Wind Beneath My Jeans

Yesterday I went to watch the Tour de France, which should have me in some sort of cyclist afterglow.

Today I went and had a very positive meeting with a real estate agent regarding getting our dream apartment, about which I should be ecstatic.

But you know what's really got me stoked?

The lady and I bought our first appliance tonight. Five and a half months of marriage, and we finally bought our first piece of motorized housewares.

We were slogging through the thick, heavy central Paris air, my freshly adorned pair of pants (I changed from shorts to a pair of pants in order to look like a respectable apartment-seeker) already soaked through with sweat. With humidity and temperatures in the 80's (Fahrenheit, of course), it's often been feeling like a Manhattan summer, without the scent of garbage juice in the air.

I was about to suggest going to some open house we saw listed in the Marais (the prospect of which sounds utterly dull after locating our dream pad in the far less American-colonized 2nd Arrondissement) when Alannah suggested - nay, instructed - that we go to the Darty electronics/appliance megastore and buy a fan. "We NEED a fan," she insisted.

Fair enough. It was not only hot as hell last night, but I slept barely two hours, royally pissed off that I was being constantly eaten by mosquitoes. And mosquitoes hate moving air. And even more so, I really hate mosquitoes.

Inside the Darty near our pad, we found the appliance section and found a number of people clustered around the selection of fans. Nobody was very willing to move or make a selection, basking instead in front of the wall of cool air. This could be because there is no such thing as a reasonably priced fan here, so the best thing to do is camp out.
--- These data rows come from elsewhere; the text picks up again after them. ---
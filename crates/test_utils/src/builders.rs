//! Test Data Builders
//!
//! Provides builder patterns for constructing test data with sensible defaults.
//! These builders allow tests to specify only the relevant fields while using
//! defaults for everything else.

use chrono::NaiveDate;
use rust_decimal::Decimal;
use uuid::Uuid;

use core_kernel::{BarrelId, InvoiceId, ProviderId};
use domain_billing::{
    AddLineRequest, Barrel, BillingError, BillingService, Invoice, LedgerStore, NewBarrel,
    NewInvoice, NewProvider, OilType, Provider,
};

use crate::fixtures::{PriceFixtures, ProviderFixtures, TemporalFixtures};

/// Short random suffix for numbers that must be unique
fn unique_suffix() -> String {
    Uuid::new_v4().simple().to_string()[..8].to_uppercase()
}

/// Builder for provider registration requests
pub struct ProviderBuilder {
    name: String,
    address: String,
    tax_id: String,
}

impl Default for ProviderBuilder {
    fn default() -> Self {
        Self::new()
    }
}

impl ProviderBuilder {
    /// Creates a new builder with fake values
    pub fn new() -> Self {
        Self {
            name: ProviderFixtures::name(),
            address: ProviderFixtures::address(),
            tax_id: ProviderFixtures::tax_id(),
        }
    }

    pub fn with_name(mut self, name: impl Into<String>) -> Self {
        self.name = name.into();
        self
    }

    pub fn with_address(mut self, address: impl Into<String>) -> Self {
        self.address = address.into();
        self
    }

    pub fn with_tax_id(mut self, tax_id: impl Into<String>) -> Self {
        self.tax_id = tax_id.into();
        self
    }

    pub fn build(self) -> NewProvider {
        NewProvider {
            name: self.name,
            address: self.address,
            tax_id: self.tax_id,
        }
    }
}

/// Builder for barrel registration requests
pub struct BarrelBuilder {
    provider_id: ProviderId,
    number: String,
    oil_type: OilType,
    liters: i64,
}

impl BarrelBuilder {
    /// Creates a standard extra virgin barrel for the provider
    pub fn new(provider_id: ProviderId) -> Self {
        Self {
            provider_id,
            number: format!("B-{}", unique_suffix()),
            oil_type: OilType::ExtraVirgin,
            liters: PriceFixtures::barrel_liters(),
        }
    }

    pub fn with_number(mut self, number: impl Into<String>) -> Self {
        self.number = number.into();
        self
    }

    pub fn with_oil_type(mut self, oil_type: OilType) -> Self {
        self.oil_type = oil_type;
        self
    }

    pub fn with_liters(mut self, liters: i64) -> Self {
        self.liters = liters;
        self
    }

    pub fn build(self) -> NewBarrel {
        NewBarrel {
            provider_id: self.provider_id,
            number: self.number,
            oil_type: self.oil_type,
            liters: self.liters,
        }
    }
}

/// Builder for invoice requests
pub struct InvoiceBuilder {
    invoice_no: String,
    provider_id: ProviderId,
    issued_on: NaiveDate,
}

impl InvoiceBuilder {
    /// Creates an invoice for the provider with a unique number
    pub fn new(provider_id: ProviderId) -> Self {
        Self {
            invoice_no: format!("INV-{}", unique_suffix()),
            provider_id,
            issued_on: TemporalFixtures::issue_date(),
        }
    }

    pub fn with_invoice_no(mut self, invoice_no: impl Into<String>) -> Self {
        self.invoice_no = invoice_no.into();
        self
    }

    pub fn issued_on(mut self, date: NaiveDate) -> Self {
        self.issued_on = date;
        self
    }

    pub fn build(self) -> NewInvoice {
        NewInvoice {
            invoice_no: self.invoice_no,
            provider_id: self.provider_id,
            issued_on: self.issued_on,
        }
    }
}

/// Builder for `add_line` requests
///
/// Defaults to billing the whole barrel at the standard unit price.
pub struct LineRequestBuilder {
    invoice_id: InvoiceId,
    barrel_id: BarrelId,
    liters: i64,
    unit_price: Decimal,
    description: String,
}

impl LineRequestBuilder {
    pub fn new(invoice: &Invoice, barrel: &Barrel) -> Self {
        Self {
            invoice_id: invoice.id,
            barrel_id: barrel.id,
            liters: barrel.liters,
            unit_price: PriceFixtures::unit_price(),
            description: format!("Barrel {} {}", barrel.number, barrel.oil_type.code()),
        }
    }

    pub fn with_liters(mut self, liters: i64) -> Self {
        self.liters = liters;
        self
    }

    pub fn with_unit_price(mut self, unit_price: Decimal) -> Self {
        self.unit_price = unit_price;
        self
    }

    pub fn with_description(mut self, description: impl Into<String>) -> Self {
        self.description = description.into();
        self
    }

    pub fn build(self) -> AddLineRequest {
        AddLineRequest {
            invoice_id: self.invoice_id,
            barrel_id: self.barrel_id,
            liters: self.liters,
            unit_price: self.unit_price,
            description: self.description,
        }
    }
}

/// A provider with barrels and one open invoice, already stored
pub struct SeededProvider {
    pub provider: Provider,
    pub barrels: Vec<Barrel>,
    pub invoice: Invoice,
}

impl SeededProvider {
    /// Creates a provider, one barrel per capacity and an empty invoice
    pub async fn create<S: LedgerStore>(
        service: &BillingService<S>,
        capacities: &[i64],
    ) -> Result<Self, BillingError> {
        let provider = service.create_provider(ProviderBuilder::new().build()).await?;

        let mut barrels = Vec::with_capacity(capacities.len());
        for liters in capacities {
            let barrel = service
                .create_barrel(BarrelBuilder::new(provider.id).with_liters(*liters).build())
                .await?;
            barrels.push(barrel);
        }

        let invoice = service
            .create_invoice(InvoiceBuilder::new(provider.id).build())
            .await?;

        Ok(Self {
            provider,
            barrels,
            invoice,
        })
    }

    /// Request billing the whole of the n-th barrel on the seeded invoice
    pub fn full_line(&self, index: usize) -> LineRequestBuilder {
        LineRequestBuilder::new(&self.invoice, &self.barrels[index])
    }
}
Personally, I hate sweating even more than mosquitoes. I rarely used to sweat without a workout or a police chase as the cause, but in this sort of humidity, I'm wetter than Ann Coulter at a GOP fundraiser. And I'll do anything to not be likened to Ann Coulter nor the GOP.
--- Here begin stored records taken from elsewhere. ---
//! Barrel DTOs

use serde::{Deserialize, Serialize};
use uuid::Uuid;
use validator::Validate;

use core_kernel::ProviderId;
use domain_billing::{BarrelStatus, BarrelUpdate, NewBarrel, OilType};

#[derive(Debug, Deserialize, Validate)]
pub struct CreateBarrelRequest {
    pub provider: Uuid,
    #[validate(length(min = 1, max = 64))]
    pub number: String,
    #[serde(default)]
    pub oil_type: OilType,
    #[validate(range(min = 1, max = 1000000))]
    pub liters: i64,
}

impl From<CreateBarrelRequest> for NewBarrel {
    fn from(request: CreateBarrelRequest) -> Self {
        NewBarrel {
            provider_id: ProviderId::from(request.provider),
            number: request.number,
            oil_type: request.oil_type,
            liters: request.liters,
        }
    }
}

#[derive(Debug, Deserialize, Validate)]
pub struct UpdateBarrelRequest {
    #[validate(length(min = 1, max = 64))]
    pub number: Option<String>,
    pub oil_type: Option<OilType>,
}

impl From<UpdateBarrelRequest> for BarrelUpdate {
    fn from(request: UpdateBarrelRequest) -> Self {
        BarrelUpdate {
            number: request.number,
            oil_type: request.oil_type,
        }
    }
}

#[derive(Debug, Default, Deserialize)]
pub struct BarrelListQuery {
    pub provider: Option<Uuid>,
}

#[derive(Debug, Serialize)]
pub struct BarrelResponse {
    pub id: Uuid,
    pub provider: Uuid,
    pub number: String,
    pub oil_type: OilType,
    pub liters: i64,
    pub billed: bool,
}

impl From<BarrelStatus> for BarrelResponse {
    fn from(status: BarrelStatus) -> Self {
        let billed = status.billed();
        let barrel = status.barrel;
        Self {
            id: barrel.id.into(),
            provider: barrel.provider_id.into(),
            number: barrel.number,
            oil_type: barrel.oil_type,
            liters: barrel.liters,
            billed,
        }
    }
}
//! Derived billing state of a barrel
//!
//! A barrel is fully billed when the liters on its invoice lines add up to
//! its capacity. The state is always recomputed from line data; nothing
//! stores it.

use serde::{Deserialize, Serialize};

use core_kernel::{BarrelId, ProviderId};

use crate::barrel::Barrel;
use crate::invoice::InvoiceLine;

/// Billed liters of one barrel against its capacity
#[derive(Debug, Clone, Copy, PartialEq, Eq, Serialize, Deserialize)]
pub struct BarrelBillingState {
    pub barrel_id: BarrelId,
    pub provider_id: ProviderId,
    pub capacity: i64,
    pub billed_liters: i64,
}

impl BarrelBillingState {
    /// State of `barrel` given the sum of liters already invoiced for it
    pub fn new(barrel: &Barrel, billed_liters: i64) -> Self {
        Self {
            barrel_id: barrel.id,
            provider_id: barrel.provider_id,
            capacity: barrel.liters,
            billed_liters,
        }
    }

    /// State of `barrel` computed from a set of lines; lines of other barrels are ignored
    pub fn from_lines<'a>(barrel: &Barrel, lines: impl IntoIterator<Item = &'a InvoiceLine>) -> Self {
        let billed = lines
            .into_iter()
            .filter(|line| line.barrel_id == barrel.id)
            .map(|line| line.liters)
            .sum();
        Self::new(barrel, billed)
    }

    /// True once the invoiced liters reach the capacity
    pub fn is_fully_billed(&self) -> bool {
        self.billed_liters >= self.capacity
    }

    /// Liters not yet invoiced, never negative
    pub fn remaining_liters(&self) -> i64 {
        (self.capacity - self.billed_liters).max(0)
    }
}

/// A barrel together with its derived billing state
#[derive(Debug, Clone, Serialize)]
pub struct BarrelStatus {
    pub barrel: Barrel,
    pub state: BarrelBillingState,
}

impl BarrelStatus {
    pub fn billed(&self) -> bool {
        self.state.is_fully_billed()
    }
}

#[cfg(test)]
mod tests {
    use super::*;
    use crate::barrel::{NewBarrel, OilType};
    use core_kernel::{InvoiceId, UnitPrice};
    use rust_decimal_macros::dec;

    fn barrel(liters: i64) -> Barrel {
        Barrel::new(NewBarrel {
            provider_id: ProviderId::new(),
            number: "7".to_string(),
            oil_type: OilType::ExtraVirgin,
            liters,
        })
        .unwrap()
    }

    #[test]
    fn test_no_lines_is_unbilled() {
        let b = barrel(100);
        let state = BarrelBillingState::from_lines(&b, &[]);
        assert!(!state.is_fully_billed());
        assert_eq!(state.remaining_liters(), 100);
    }

    #[test]
    fn test_full_line_bills_barrel() {
        let b = barrel(100);
        let other = barrel(30);
        let lines = vec![
            InvoiceLine::new(InvoiceId::new(), b.id, 100, UnitPrice::new(dec!(1)).unwrap(), "a".into()),
            InvoiceLine::new(InvoiceId::new(), other.id, 30, UnitPrice::new(dec!(1)).unwrap(), "b".into()),
        ];

        let state = BarrelBillingState::from_lines(&b, &lines);
        assert_eq!(state.billed_liters, 100);
        assert!(state.is_fully_billed());
        assert_eq!(state.remaining_liters(), 0);
    }

    #[test]
    fn test_remaining_is_floored_at_zero() {
        let b = barrel(10);
        let state = BarrelBillingState::new(&b, 15);
        assert!(state.is_fully_billed());
        assert_eq!(state.remaining_liters(), 0);
    }
}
So I started looking at the air displacement capacity of the fans. 1.5 m3/min.... 4 m3/min... Ooh, what do we have here? 24.1 m3/min! And when it comes to not being sweaty, preventing mosquitoes, not being like Republican shitfucks, and making my lady happy - all in one go - well, then, money is no object.

I'm proud to say that we now own a Rowenta upright oscillating fan that's got better displacement than Rush Limbaugh and Karl Rove swan diving into a bathtub full of sulfuric acid. And is almost as pleasurable.

The author enjoying his new hardware, in his underwear. Expect to find him like this every day for the rest of summer.